Another project, currently being implemented in Gulariya Municipality by Practical Action, SAFA & SWASTHA Gulariya (Open Defecation Free Gulariya Municipality by 2015), is helping to promote Khamba’s work and effort. This project is presently conducting orientations on bio-sand filter maintenance for fulfilling one of its objectives – ‘achieving healthy communities’.

“I feel a sense of satisfaction that I am helping the community become healthier through my enterprise. I plan to set up a shop at Nepalgunj (the nearest city) to promote my business,” says Khamba. Fourteen other bio-sand filter makers like Khamba, many of them trained by SWASTHA have formed a network of bio-sand filter makers called Bio-sand Filter Association of Nepal (BFAN) with members all over the country. They conduct meetings two times a year and collect NPR 200 monthly for the progress of the network. “We want to promote the bio-sand filter collectively all over the country, the network has been doing quite well until now,” says Khamba.

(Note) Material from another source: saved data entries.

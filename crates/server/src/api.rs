//! Trigger route handlers.
//!
//! Both triggers always answer 200 with a fixed body; what happened is only
//! visible in the logs.

use std::sync::Arc;

use axum::extract::State;
use axum::http::StatusCode;
use axum::Json;
use serde::Serialize;
use tracing::info;

use slotkeeper_engine::{CycleReport, LockOutcome, ShiftOutcome};

use crate::state::AppState;

pub const UPDATE_SLOT_BODY: &str = "Slot times updated!\n";
pub const LOCK_CHECK_BODY: &str = "Lock check done.\n";

// ── Health ────────────────────────────────────────────────────────

#[derive(Serialize)]
pub struct HealthResponse {
    status: &'static str,
    version: &'static str,
    timezone: String,
}

pub async fn health(State(state): State<Arc<AppState>>) -> Json<HealthResponse> {
    Json(HealthResponse {
        status: "ok",
        version: env!("CARGO_PKG_VERSION"),
        timezone: state.rotation.settings().tz.to_string(),
    })
}

// ── Triggers ──────────────────────────────────────────────────────

pub async fn update_slot(State(state): State<Arc<AppState>>) -> (StatusCode, &'static str) {
    let _guard = state.trigger_lock.lock().await;
    let report = state.rotation.update_slots(state.rotation.now()).await;
    log_cycle(&report);
    (StatusCode::OK, UPDATE_SLOT_BODY)
}

pub async fn lock_check(State(state): State<Arc<AppState>>) -> (StatusCode, &'static str) {
    let _guard = state.trigger_lock.lock().await;
    let outcome = state.rotation.lock_check(state.rotation.now()).await;
    log_lock(&outcome);
    (StatusCode::OK, LOCK_CHECK_BODY)
}

pub fn log_cycle(report: &CycleReport) {
    match &report.shift {
        ShiftOutcome::Persisted { shifted } => info!(slots = ?shifted, "update_slot: slots shifted"),
        ShiftOutcome::PersistFailed { shifted, error } => {
            info!(slots = ?shifted, error = %error, "update_slot: shift not persisted")
        }
        other => info!(outcome = ?other, "update_slot: nothing shifted"),
    }
    if let Some(lock) = &report.lock {
        log_lock(lock);
    }
}

pub fn log_lock(outcome: &LockOutcome) {
    match outcome {
        LockOutcome::Unavailable => info!("lock_check: datastore unavailable"),
        LockOutcome::Completed(report) => info!(
            locked = report.locked.len(),
            failed = report.failed.len(),
            due_slots = ?report.due_slots,
            "lock_check: done"
        ),
    }
}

“I used to live in a hut, now I have made a concrete home and this year bought a motorbike too!” Khamba beams with happiness. Khamba has come a long way since SWASTHA and is a shining example of what a small initiative can lead to. He has not just done well for himself but also promoted the very cause of the project even years after it has been over.

Khamba explaining about his filter in front of his house presently.

Khamba explaining about the filter in front of his house.

 

Khamba sharing his story.

Khamba sharing his story.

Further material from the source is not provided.